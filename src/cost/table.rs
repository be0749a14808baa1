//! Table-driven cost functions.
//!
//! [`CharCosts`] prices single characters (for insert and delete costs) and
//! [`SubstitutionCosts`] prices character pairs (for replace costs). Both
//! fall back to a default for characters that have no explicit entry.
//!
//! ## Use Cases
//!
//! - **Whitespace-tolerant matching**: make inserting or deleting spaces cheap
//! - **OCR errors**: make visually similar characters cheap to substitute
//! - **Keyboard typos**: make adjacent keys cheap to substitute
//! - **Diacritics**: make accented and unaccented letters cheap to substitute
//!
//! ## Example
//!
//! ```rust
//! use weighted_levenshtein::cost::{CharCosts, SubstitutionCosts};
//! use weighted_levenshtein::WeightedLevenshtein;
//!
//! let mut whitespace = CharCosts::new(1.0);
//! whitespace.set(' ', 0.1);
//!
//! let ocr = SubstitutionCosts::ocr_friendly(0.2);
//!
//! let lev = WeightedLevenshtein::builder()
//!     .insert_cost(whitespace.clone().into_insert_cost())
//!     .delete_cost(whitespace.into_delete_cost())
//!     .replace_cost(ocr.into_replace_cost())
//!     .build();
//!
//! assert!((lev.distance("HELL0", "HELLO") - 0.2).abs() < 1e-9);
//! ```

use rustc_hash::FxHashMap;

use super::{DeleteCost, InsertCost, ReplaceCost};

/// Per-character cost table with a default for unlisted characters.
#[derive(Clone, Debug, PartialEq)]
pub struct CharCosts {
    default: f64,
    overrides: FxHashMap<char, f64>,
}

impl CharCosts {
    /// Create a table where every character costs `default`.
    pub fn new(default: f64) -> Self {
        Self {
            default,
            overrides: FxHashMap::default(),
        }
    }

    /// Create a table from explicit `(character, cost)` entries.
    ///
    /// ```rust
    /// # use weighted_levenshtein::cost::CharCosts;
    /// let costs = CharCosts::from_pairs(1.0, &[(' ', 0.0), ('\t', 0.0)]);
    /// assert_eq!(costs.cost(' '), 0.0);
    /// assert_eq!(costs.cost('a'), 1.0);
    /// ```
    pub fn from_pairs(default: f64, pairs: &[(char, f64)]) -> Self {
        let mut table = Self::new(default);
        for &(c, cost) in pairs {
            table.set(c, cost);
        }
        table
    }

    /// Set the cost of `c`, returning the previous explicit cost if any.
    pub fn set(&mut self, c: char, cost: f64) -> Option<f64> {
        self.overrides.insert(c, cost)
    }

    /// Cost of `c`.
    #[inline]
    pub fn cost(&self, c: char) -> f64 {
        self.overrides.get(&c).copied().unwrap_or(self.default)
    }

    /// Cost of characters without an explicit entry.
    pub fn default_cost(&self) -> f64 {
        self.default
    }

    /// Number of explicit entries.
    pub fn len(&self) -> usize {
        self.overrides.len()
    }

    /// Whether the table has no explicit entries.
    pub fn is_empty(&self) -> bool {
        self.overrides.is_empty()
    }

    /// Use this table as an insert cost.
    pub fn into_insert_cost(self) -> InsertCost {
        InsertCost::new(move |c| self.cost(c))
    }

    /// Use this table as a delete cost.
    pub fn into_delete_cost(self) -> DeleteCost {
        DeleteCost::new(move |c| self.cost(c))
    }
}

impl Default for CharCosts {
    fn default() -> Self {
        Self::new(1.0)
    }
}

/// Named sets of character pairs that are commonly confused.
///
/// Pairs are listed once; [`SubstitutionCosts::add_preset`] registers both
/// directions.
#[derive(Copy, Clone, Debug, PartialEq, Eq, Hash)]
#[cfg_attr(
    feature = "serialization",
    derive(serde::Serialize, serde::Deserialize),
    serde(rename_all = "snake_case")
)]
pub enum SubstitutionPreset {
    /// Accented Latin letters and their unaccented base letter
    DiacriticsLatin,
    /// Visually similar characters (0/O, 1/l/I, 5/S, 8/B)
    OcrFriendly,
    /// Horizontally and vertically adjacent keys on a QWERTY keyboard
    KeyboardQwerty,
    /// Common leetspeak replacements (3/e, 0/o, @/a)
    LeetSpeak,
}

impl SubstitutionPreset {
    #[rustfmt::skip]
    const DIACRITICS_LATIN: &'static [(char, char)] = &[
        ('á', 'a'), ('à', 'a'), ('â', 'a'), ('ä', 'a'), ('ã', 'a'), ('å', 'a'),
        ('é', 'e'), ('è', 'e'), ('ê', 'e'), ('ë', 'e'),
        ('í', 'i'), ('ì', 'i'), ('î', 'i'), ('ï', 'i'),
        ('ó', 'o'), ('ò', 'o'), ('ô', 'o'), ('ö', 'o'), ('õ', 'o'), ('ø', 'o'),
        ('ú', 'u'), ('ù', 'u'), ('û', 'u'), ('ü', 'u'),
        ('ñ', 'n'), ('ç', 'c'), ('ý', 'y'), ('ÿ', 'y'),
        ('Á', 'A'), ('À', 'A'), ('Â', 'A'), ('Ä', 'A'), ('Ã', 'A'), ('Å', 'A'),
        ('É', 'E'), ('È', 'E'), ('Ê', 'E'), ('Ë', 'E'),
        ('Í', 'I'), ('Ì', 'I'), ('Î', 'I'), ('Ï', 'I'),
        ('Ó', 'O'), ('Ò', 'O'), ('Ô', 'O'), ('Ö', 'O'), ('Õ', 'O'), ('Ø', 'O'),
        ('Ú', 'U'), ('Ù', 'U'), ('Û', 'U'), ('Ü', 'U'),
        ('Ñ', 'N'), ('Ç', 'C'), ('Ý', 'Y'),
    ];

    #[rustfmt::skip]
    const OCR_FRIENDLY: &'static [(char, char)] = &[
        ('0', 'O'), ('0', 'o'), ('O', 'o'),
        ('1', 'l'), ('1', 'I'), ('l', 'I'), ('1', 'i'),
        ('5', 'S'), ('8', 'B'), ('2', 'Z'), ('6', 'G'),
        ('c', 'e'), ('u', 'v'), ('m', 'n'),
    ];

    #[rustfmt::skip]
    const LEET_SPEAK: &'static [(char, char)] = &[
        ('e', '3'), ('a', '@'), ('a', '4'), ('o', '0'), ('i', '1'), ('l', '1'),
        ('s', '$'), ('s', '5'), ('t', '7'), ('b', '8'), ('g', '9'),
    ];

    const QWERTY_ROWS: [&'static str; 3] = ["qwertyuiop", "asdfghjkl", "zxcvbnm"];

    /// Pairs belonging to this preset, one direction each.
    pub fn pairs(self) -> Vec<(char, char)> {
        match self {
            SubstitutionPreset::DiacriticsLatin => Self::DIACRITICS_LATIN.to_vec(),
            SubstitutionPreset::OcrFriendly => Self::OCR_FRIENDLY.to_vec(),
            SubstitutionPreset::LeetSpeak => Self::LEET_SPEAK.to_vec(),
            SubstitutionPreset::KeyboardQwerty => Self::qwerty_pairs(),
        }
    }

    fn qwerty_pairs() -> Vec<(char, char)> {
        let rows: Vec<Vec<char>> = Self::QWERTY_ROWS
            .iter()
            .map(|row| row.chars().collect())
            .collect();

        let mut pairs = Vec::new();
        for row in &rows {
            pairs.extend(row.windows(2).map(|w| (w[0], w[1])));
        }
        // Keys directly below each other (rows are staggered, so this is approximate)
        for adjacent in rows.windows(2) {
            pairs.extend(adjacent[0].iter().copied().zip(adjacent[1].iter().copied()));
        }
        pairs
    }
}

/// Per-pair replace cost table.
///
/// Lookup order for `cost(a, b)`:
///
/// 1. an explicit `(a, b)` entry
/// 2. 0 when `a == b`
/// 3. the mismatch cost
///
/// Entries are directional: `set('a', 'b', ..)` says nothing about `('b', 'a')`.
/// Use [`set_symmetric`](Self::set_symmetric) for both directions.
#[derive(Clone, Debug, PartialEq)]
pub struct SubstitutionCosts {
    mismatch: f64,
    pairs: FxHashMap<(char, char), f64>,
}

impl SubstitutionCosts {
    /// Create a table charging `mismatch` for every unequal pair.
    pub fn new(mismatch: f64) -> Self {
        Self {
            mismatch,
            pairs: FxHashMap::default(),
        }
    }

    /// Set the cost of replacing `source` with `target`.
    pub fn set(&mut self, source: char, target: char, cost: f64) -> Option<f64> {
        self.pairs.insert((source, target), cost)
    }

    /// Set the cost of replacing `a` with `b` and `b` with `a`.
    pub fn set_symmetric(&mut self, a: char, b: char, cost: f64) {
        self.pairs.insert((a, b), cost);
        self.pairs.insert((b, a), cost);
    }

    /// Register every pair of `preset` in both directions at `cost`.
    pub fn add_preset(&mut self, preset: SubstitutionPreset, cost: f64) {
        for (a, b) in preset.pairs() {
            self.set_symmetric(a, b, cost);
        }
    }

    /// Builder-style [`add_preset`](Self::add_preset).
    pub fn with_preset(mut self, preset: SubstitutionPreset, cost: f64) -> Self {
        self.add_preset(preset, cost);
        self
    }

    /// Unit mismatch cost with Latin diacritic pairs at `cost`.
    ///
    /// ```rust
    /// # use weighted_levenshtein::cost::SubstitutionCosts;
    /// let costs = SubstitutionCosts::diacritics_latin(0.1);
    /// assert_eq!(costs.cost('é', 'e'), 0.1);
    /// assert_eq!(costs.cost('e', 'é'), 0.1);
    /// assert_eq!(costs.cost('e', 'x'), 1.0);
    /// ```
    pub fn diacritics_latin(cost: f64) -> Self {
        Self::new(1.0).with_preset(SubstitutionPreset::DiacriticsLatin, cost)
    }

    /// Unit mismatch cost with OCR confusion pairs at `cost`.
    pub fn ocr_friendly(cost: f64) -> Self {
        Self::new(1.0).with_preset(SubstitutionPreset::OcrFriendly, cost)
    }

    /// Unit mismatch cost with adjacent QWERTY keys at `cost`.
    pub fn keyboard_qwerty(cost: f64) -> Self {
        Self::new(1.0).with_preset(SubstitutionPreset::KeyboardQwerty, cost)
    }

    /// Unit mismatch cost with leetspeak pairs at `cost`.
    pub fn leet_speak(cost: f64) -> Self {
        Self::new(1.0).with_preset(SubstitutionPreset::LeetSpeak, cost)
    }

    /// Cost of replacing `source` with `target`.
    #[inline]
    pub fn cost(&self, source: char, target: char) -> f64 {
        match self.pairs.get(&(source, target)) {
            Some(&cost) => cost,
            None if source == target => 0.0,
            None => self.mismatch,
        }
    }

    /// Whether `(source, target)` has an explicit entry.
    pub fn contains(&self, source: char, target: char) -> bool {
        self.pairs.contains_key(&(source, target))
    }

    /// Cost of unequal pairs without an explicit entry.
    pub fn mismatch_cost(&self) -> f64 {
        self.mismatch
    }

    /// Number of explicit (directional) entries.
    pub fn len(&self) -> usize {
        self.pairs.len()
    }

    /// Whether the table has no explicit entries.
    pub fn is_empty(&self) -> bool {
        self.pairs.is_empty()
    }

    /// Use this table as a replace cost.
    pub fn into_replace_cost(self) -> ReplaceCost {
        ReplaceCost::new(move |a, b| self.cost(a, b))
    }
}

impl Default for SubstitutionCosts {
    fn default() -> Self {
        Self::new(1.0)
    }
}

**THE TASK**
In the listing above, some lines may hold the string "letters". Report how many, and nothing more.

**EXERCISE SOLUTION**
2